EXERCISE PROMPT = Only the lines with "errors" in the entries below belong in the answer; please copy them.

RECORD SET =
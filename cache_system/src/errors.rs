//! Error types for cache operations
//!
//! This module defines all error types that can occur
//! in the search-results cache backends.

use thiserror::Error;

/// Cache system errors
#[derive(Error, Debug)]
pub enum CacheError {
    #[error("Redis connection error: {0}")]
    ConnectionError(#[from] redis::RedisError),

    #[error("Connection pool error: {0}")]
    Connection(String),

    #[error("Serialization error: {0}")]
    SerializationError(#[from] serde_json::Error),

    #[error("Invalid TTL value: {0}")]
    InvalidTtl(u64),

    #[error("Invalid cache configuration: {0}")]
    InvalidConfig(String),
}
//! Query Model - search query DSL for the querykit workspace
//!
//! Conditions, boolean groups, text search, sorting, pagination and join
//! requests, assembled into a [`QueryDescriptor`] by the fluent
//! [`QueryBuilder`], checked by the [`QueryValidator`] and analyzed by the
//! [`QueryOptimizer`]. Nothing in this crate performs I/O.

#[cfg(feature = "debug-logging")]
macro_rules! trace_log {
    ($($arg:tt)*) => {
        tracing::trace!($($arg)*)
    };
}

#[cfg(not(feature = "debug-logging"))]
macro_rules! trace_log {
    ($($arg:tt)*) => {};
}

pub mod builder;
pub mod clause;
pub mod condition;
pub mod descriptor;
pub mod errors;
pub mod group;
pub mod identifiers;
pub mod join;
pub mod optimizer;
pub mod patterns;
pub mod prelude;
pub mod validation;


pub use builder::{GroupBuilder, QueryBuilder};
pub use clause::{fold_group, GroupPath};
pub use condition::{
    Condition, Logic, Operator, TextSearch, TextSearchConfig, TextSearchOptions, TextSearchType,
};
pub use descriptor::{Pagination, QueryDescriptor, SortOrder, SortSpec};
pub use errors::BuilderError;
pub use group::{Group, GroupItem};
pub use identifiers::{IdentifierError, ValidatedFieldName, ValidatedTableName};
pub use join::{JoinOn, JoinSpec, JoinType};
pub use optimizer::{ComplexityScore, QueryOptimizer};
pub use patterns::{CommonQueryPatterns, SearchParams};
pub use validation::{QueryValidator, ValidationLimits, ValidationResult};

RESPONSE TO THE EXERCISE =
filename cache_system/src/errors.rs
/// Cache system errors
pub mod errors;
pub use errors::BuilderError;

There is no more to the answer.